Cette intervention d’un haut gradé dans un débat politique déjà tendu a rappelé de fâcheux souvenirs aux démocrates. Parce qu’elle se produit dans un environnement troublant : on vient de commémorer, le 20 novembre 2005, les trente ans de la mort du général Franco ; bientôt, ce sera le 25e anniversaire de la tentative de coup d’Etat du colonel Tejero, le 23 février 1981 ; et, dans quelques mois, le 70e anniversaire du soulèvement du 18 juillet 1936 contre la République qui avait plongé le pays dans une guerre civile. L’Espagne pensait en avoir fini avec la tradition du pronunciamiento qui a caractérisé sa vie politique tout au long du XIXe siècle et d’une partie du XXe jusqu’en 1978, date de l’adoption de la Constitution actuelle.
Les temps ont changé, la démocratie s’est enracinée, et il est désormais impensable qu’un quarteron de militaires parviennent ne serait-ce qu’à la menacer. La déclaration du général Mena montre simplement qu’un résidu de tradition interventionniste subsiste chez un petit nombre d’officiers. Cette tradition a été fortement avivée ces derniers mois par la campagne d’hostilité conduite par le Parti populaire (PP, droite) contre le gouvernement socialiste de M. José Luis Rodríguez Zapatero. Celui-ci a pris plusieurs initiatives qui ont suscité les foudres de l’Espagne la plus conservatrice.
Ce fut d’abord sa décision – adoptée à la suite de son élection en mars 2004 – de retirer les troupes d’Irak, où les avait imprudemment envoyées (contre l’avis de 80 % des Espagnols) l’ancien président du gouvernement, M. José María Aznar. D’autres mesures ont été encore plus controversées, en particulier celle de restituer à la Catalogne des archives pillées par les armées de Franco en 1938 et entreposées à Salamanque. Pendant des semaines, les médias contrôlés par la droite ont bombardé l’opinion publique d’informations alarmistes sur le « danger » que représentait pour l’unité de l’Espagne cette restitution... Le PP n’a pas hésité à convoquer d’immenses manifestations pour protester contre ce « dépouillement ».
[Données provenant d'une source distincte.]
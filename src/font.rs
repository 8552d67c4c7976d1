//! Font resolution and text measurement.
//!
//! Fonts are looked up by probing a fixed list of system font files. When none
//! of them can be loaded the built-in bitmap face is used instead, so
//! resolution never fails; it only degrades.

use crate::builtin_font::{self, ADVANCE, GLYPH_HEIGHT, LINE_HEIGHT};
use log::{debug, warn};
use rusttype::{point, Font, PositionedGlyph, Scale};
use std::{
    cell::RefCell,
    collections::HashMap,
    path::{Path, PathBuf},
};

/// Line height as a multiple of the font size.
pub const LINE_SPACING: f32 = 1.2;

/// Bounding box of rendered text, in canvas pixels.
///
/// `right` and `bottom` are exclusive.
#[derive(Debug, Clone, Copy, PartialEq)]
pub struct TextBounds {
    pub left: f32,
    pub top: f32,
    pub right: f32,
    pub bottom: f32,
}

impl TextBounds {
    pub fn width(&self) -> f32 {
        self.right - self.left
    }

    pub fn height(&self) -> f32 {
        self.bottom - self.top
    }

    pub fn center(&self) -> (f32, f32) {
        (
            (self.left + self.right) / 2.0,
            (self.top + self.bottom) / 2.0,
        )
    }

    fn union(self, other: TextBounds) -> TextBounds {
        TextBounds {
            left: self.left.min(other.left),
            top: self.top.min(other.top),
            right: self.right.max(other.right),
            bottom: self.bottom.max(other.bottom),
        }
    }
}

#[derive(Clone)]
enum Face {
    TrueType(Font<'static>),
    Builtin,
}

/// A font loaded at a specific pixel size.
#[derive(Clone)]
pub struct ResolvedFont {
    face: Face,
    size: u32,
    source: Option<PathBuf>,
}

impl std::fmt::Debug for ResolvedFont {
    fn fmt(&self, f: &mut std::fmt::Formatter<'_>) -> std::fmt::Result {
        f.debug_struct("ResolvedFont")
            .field("family", &self.family())
            .field("size", &self.size)
            .field("fallback", &self.is_fallback())
            .finish()
    }
}

impl ResolvedFont {
    /// The built-in bitmap face at the given pixel size.
    pub fn builtin(size: u32) -> Self {
        Self {
            face: Face::Builtin,
            size,
            source: None,
        }
    }

    pub fn size(&self) -> u32 {
        self.size
    }

    /// True when no system font could be loaded.
    pub fn is_fallback(&self) -> bool {
        matches!(self.face, Face::Builtin)
    }

    /// File the face was loaded from, if any.
    pub fn source(&self) -> Option<&Path> {
        self.source.as_deref()
    }

    /// Family name derived from the font file name, or `builtin`.
    pub fn family(&self) -> String {
        self.source
            .as_deref()
            .and_then(Path::file_stem)
            .map(|stem| stem.to_string_lossy().into_owned())
            .unwrap_or_else(|| "builtin".to_string())
    }

    pub fn line_height(&self) -> f32 {
        self.size as f32 * LINE_SPACING
    }

    /// Horizontal pen advance of `text`.
    pub fn advance(&self, text: &str) -> f32 {
        match &self.face {
            Face::TrueType(font) => {
                let glyphs = self.layout(font, text, (0.0, 0.0));
                glyphs
                    .last()
                    .map(|glyph| {
                        glyph.position().x + glyph.unpositioned().h_metrics().advance_width
                    })
                    .unwrap_or(0.0)
            }
            Face::Builtin => {
                let count = text.chars().count() as u32;
                (count * ADVANCE * self.pixel_scale()) as f32
            }
        }
    }

    /// Bounding box of `text` drawn with its line box at the origin.
    pub fn measure(&self, text: &str) -> TextBounds {
        self.measure_at((0.0, 0.0), text)
    }

    /// Bounding box of `text` drawn with its line box at `origin`.
    ///
    /// Uses the ink box of the rendered glyphs; text without ink (blank
    /// strings) falls back to the advance box.
    pub fn measure_at(&self, origin: (f32, f32), text: &str) -> TextBounds {
        self.ink_bounds(origin, text)
            .unwrap_or_else(|| self.advance_bounds(origin, text))
    }

    fn ink_bounds(&self, origin: (f32, f32), text: &str) -> Option<TextBounds> {
        match &self.face {
            Face::TrueType(font) => self
                .layout(font, text, origin)
                .iter()
                .filter_map(PositionedGlyph::pixel_bounding_box)
                .map(|bb| TextBounds {
                    left: bb.min.x as f32,
                    top: bb.min.y as f32,
                    right: bb.max.x as f32,
                    bottom: bb.max.y as f32,
                })
                .reduce(TextBounds::union),
            Face::Builtin => {
                let s = self.pixel_scale() as i32;
                let (ox, oy) = snap(origin);
                text.chars()
                    .enumerate()
                    .filter_map(|(i, ch)| {
                        let (c0, r0, c1, r1) = builtin_font::ink_extent(builtin_font::glyph(ch))?;
                        let cell_x = ox + i as i32 * ADVANCE as i32 * s;
                        Some(TextBounds {
                            left: (cell_x + c0 as i32 * s) as f32,
                            top: (oy + r0 as i32 * s) as f32,
                            right: (cell_x + (c1 as i32 + 1) * s) as f32,
                            bottom: (oy + (r1 as i32 + 1) * s) as f32,
                        })
                    })
                    .reduce(TextBounds::union)
            }
        }
    }

    /// Legacy measurement: pen advance by the face's full glyph height.
    fn advance_bounds(&self, origin: (f32, f32), text: &str) -> TextBounds {
        let height = match &self.face {
            Face::TrueType(font) => {
                let v_metrics = font.v_metrics(self.scale());
                v_metrics.ascent - v_metrics.descent
            }
            Face::Builtin => (GLYPH_HEIGHT * self.pixel_scale()) as f32,
        };

        TextBounds {
            left: origin.0,
            top: origin.1,
            right: origin.0 + self.advance(text),
            bottom: origin.1 + height,
        }
    }

    /// Rasterize `text` with its line box at `origin`, calling `plot` with
    /// each covered pixel and its coverage in `0.0..=1.0`.
    pub(crate) fn rasterize<F>(&self, origin: (f32, f32), text: &str, mut plot: F)
    where
        F: FnMut(i32, i32, f32),
    {
        match &self.face {
            Face::TrueType(font) => {
                for glyph in self.layout(font, text, origin) {
                    if let Some(bb) = glyph.pixel_bounding_box() {
                        glyph.draw(|x, y, coverage| {
                            plot(bb.min.x + x as i32, bb.min.y + y as i32, coverage)
                        });
                    }
                }
            }
            Face::Builtin => {
                let s = self.pixel_scale();
                let (ox, oy) = snap(origin);
                for (i, ch) in text.chars().enumerate() {
                    let rows = builtin_font::glyph(ch);
                    let cell_x = ox + (i as u32 * ADVANCE * s) as i32;
                    for row in 0..GLYPH_HEIGHT {
                        for col in 0..builtin_font::GLYPH_WIDTH {
                            if !builtin_font::is_lit(rows, col, row) {
                                continue;
                            }
                            // Each font unit becomes an s x s block
                            for dy in 0..s {
                                for dx in 0..s {
                                    plot(
                                        cell_x + (col * s + dx) as i32,
                                        oy + (row * s + dy) as i32,
                                        1.0,
                                    );
                                }
                            }
                        }
                    }
                }
            }
        }
    }

    fn layout(
        &self,
        font: &Font<'static>,
        text: &str,
        origin: (f32, f32),
    ) -> Vec<PositionedGlyph<'static>> {
        let scale = self.scale();
        let ascent = font.v_metrics(scale).ascent;
        font.layout(text, scale, point(origin.0, origin.1 + ascent))
            .collect()
    }

    fn scale(&self) -> Scale {
        Scale::uniform(self.size as f32)
    }

    /// Integer magnification applied to the bitmap face.
    fn pixel_scale(&self) -> u32 {
        ((self.size as f32 / LINE_HEIGHT as f32).round() as u32).max(1)
    }
}

fn snap(origin: (f32, f32)) -> (i32, i32) {
    (origin.0.round() as i32, origin.1.round() as i32)
}

#[derive(Clone)]
struct LoadedFace {
    path: PathBuf,
    font: Font<'static>,
}

/// Probes candidate font files and hands out sized fonts.
///
/// Loaded faces are cached per weight for the lifetime of the resolver.
pub struct FontResolver {
    regular: Vec<PathBuf>,
    bold: Vec<PathBuf>,
    cache: RefCell<HashMap<bool, Option<LoadedFace>>>,
}

impl FontResolver {
    /// Resolver over the usual macOS, Linux and Windows font locations.
    pub fn system() -> Self {
        Self::with_candidates(system_candidates(false), system_candidates(true))
    }

    /// Resolver over explicit candidate lists, probed in order.
    pub fn with_candidates(regular: Vec<PathBuf>, bold: Vec<PathBuf>) -> Self {
        Self {
            regular,
            bold,
            cache: RefCell::new(HashMap::new()),
        }
    }

    /// Return the first loadable candidate at `size` pixels, or the built-in face.
    pub fn resolve(&self, size: u32, bold: bool) -> ResolvedFont {
        let loaded = self
            .cache
            .borrow_mut()
            .entry(bold)
            .or_insert_with(|| {
                let candidates = if bold { &self.bold } else { &self.regular };
                load_first(candidates)
            })
            .clone();

        match loaded {
            Some(LoadedFace { path, font }) => ResolvedFont {
                face: Face::TrueType(font),
                size,
                source: Some(path),
            },
            None => ResolvedFont::builtin(size),
        }
    }
}

fn load_first(candidates: &[PathBuf]) -> Option<LoadedFace> {
    for path in candidates {
        if !path.exists() {
            debug!("Font candidate not found: {}", path.display());
            continue;
        }

        let bytes = match std::fs::read(path) {
            Ok(bytes) => bytes,
            Err(err) => {
                debug!("Can't read font {}: {err}", path.display());
                continue;
            }
        };

        match Font::try_from_vec(bytes) {
            Some(font) => {
                debug!("Using font {}", path.display());
                return Some(LoadedFace {
                    path: path.clone(),
                    font,
                });
            }
            None => debug!("Not a usable font file: {}", path.display()),
        }
    }

    warn!("No system font could be loaded, falling back to the built-in bitmap font");
    None
}

fn system_candidates(bold: bool) -> Vec<PathBuf> {
    let pick = |bold_path: &str, regular_path: &str| {
        PathBuf::from(if bold { bold_path } else { regular_path })
    };

    vec![
        // macOS
        PathBuf::from("/System/Library/Fonts/Helvetica.ttc"),
        PathBuf::from("/System/Library/Fonts/SFNSDisplay.ttf"),
        PathBuf::from("/System/Library/Fonts/Supplemental/Arial.ttf"),
        // Linux
        pick(
            "/usr/share/fonts/truetype/dejavu/DejaVuSans-Bold.ttf",
            "/usr/share/fonts/truetype/dejavu/DejaVuSans.ttf",
        ),
        pick(
            "/usr/share/fonts/truetype/liberation/LiberationSans-Bold.ttf",
            "/usr/share/fonts/truetype/liberation/LiberationSans-Regular.ttf",
        ),
        // Windows
        pick("C:\\Windows\\Fonts\\arialbd.ttf", "C:\\Windows\\Fonts\\arial.ttf"),
    ]
}

#[cfg(test)]
mod tests {
    use super::*;
    use tempfile::TempDir;

    #[test]
    fn test_resolver_falls_back_without_candidates() {
        let resolver = FontResolver::with_candidates(Vec::new(), Vec::new());
        let font = resolver.resolve(24, true);

        assert!(font.is_fallback());
        assert_eq!(font.size(), 24);
        assert_eq!(font.family(), "builtin");
        assert!(font.source().is_none());
    }

    #[test]
    fn test_resolver_skips_unreadable_candidates() {
        let temp_dir = TempDir::new().expect("Failed to create temp directory");
        let bogus = temp_dir.path().join("broken.ttf");
        std::fs::write(&bogus, b"definitely not a font").unwrap();

        let resolver = FontResolver::with_candidates(
            vec![temp_dir.path().join("missing.ttf"), bogus],
            Vec::new(),
        );

        assert!(resolver.resolve(12, false).is_fallback());
    }

    #[test]
    fn test_system_candidates_differ_by_weight() {
        let regular = system_candidates(false);
        let bold = system_candidates(true);

        assert_eq!(regular.len(), bold.len());
        assert!(bold
            .iter()
            .any(|p| p.to_string_lossy().ends_with("DejaVuSans-Bold.ttf")));
        assert!(regular
            .iter()
            .any(|p| p.to_string_lossy().ends_with("DejaVuSans.ttf")));
    }

    #[test]
    fn test_builtin_measure_scales_with_size() {
        // 16px -> 2x magnification; "T" spans the full 5x7 cell
        let font = ResolvedFont::builtin(16);
        let bounds = font.measure("T");

        assert_eq!(bounds.left, 0.0);
        assert_eq!(bounds.top, 0.0);
        assert_eq!(bounds.width(), 10.0);
        assert_eq!(bounds.height(), 14.0);
        assert_eq!(font.advance("TT"), 24.0);
    }

    #[test]
    fn test_blank_text_uses_advance_box() {
        let font = ResolvedFont::builtin(8);
        let bounds = font.measure("   ");

        assert_eq!(bounds.width(), 18.0);
        assert_eq!(bounds.height(), 7.0);
    }

    #[test]
    fn test_measure_at_translates() {
        let font = ResolvedFont::builtin(8);
        let at_origin = font.measure("Hi");
        let shifted = font.measure_at((10.0, 20.0), "Hi");

        assert_eq!(shifted.left, at_origin.left + 10.0);
        assert_eq!(shifted.top, at_origin.top + 20.0);
        assert_eq!(shifted.width(), at_origin.width());
    }

    #[test]
    fn test_line_height() {
        assert_eq!(ResolvedFont::builtin(20).line_height(), 24.0);
    }
}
Ce fut ensuite la légalisation du mariage homosexuel. Acceptée par la majorité des Espagnols, cette mesure souleva dans les milieux les plus rétrogrades un tollé d’un autre âge. L’Eglise catholique allant jusqu’à menacer d’excommunication les maires qui célébreraient de tels mariages.
Il y eut enfin la question du nouveau statut de la Catalogne. Comme le Pays basque et la Galice, ce territoire possède sa propre langue et une culture singulière. Il s’était déjà constitué, dès 1932, en « région autonome au sein de l’Etat espagnol ». Et a retrouvé son autonomie en 1979, alors que dix-sept « communautés autonomes » étaient créées en Espagne. En vertu d’un statut reconnu par la Constitution, le gouvernement catalan – la Generalitat (Généralité) – a pu se doter d’une police autonome, et s’est vu conférer des compétences en matière d’éducation, de santé, de sécurité sociale, de politique culturelle et linguistique, et d’aménagement du territoire.
Trente ans ont passé ou presque. Depuis novembre 2003, la Catalogne – pour la première fois depuis la fin du franquisme – est gouvernée par une coalition de gauche (socialistes, nationalistes de gauche, Verts) ayant promis d’adopter un nouveau statut. Celui-ci n’annonce aucune « séparation » d’avec l’Espagne, s’inscrit dans une tradition « fédéralisante », réclame le caractère de « nation » pour la Catalogne, et a été approuvé par 90 % des députés catalans en septembre 2005. Il est en discussion au Parlement de Madrid.
La droite et l’Eglise ont fait donner tous leurs médias, encore très influents, et y vont au canon et au sabre d’abordage. Pour échauffer les esprits et effrayer les cœurs. Le premier résultat est là : bruit de bottes dans les casernes. Mais, après quelques modifications pour le mettre en conformité avec la Constitution espagnole, le nouveau statut de la Catalogne devrait être adopté.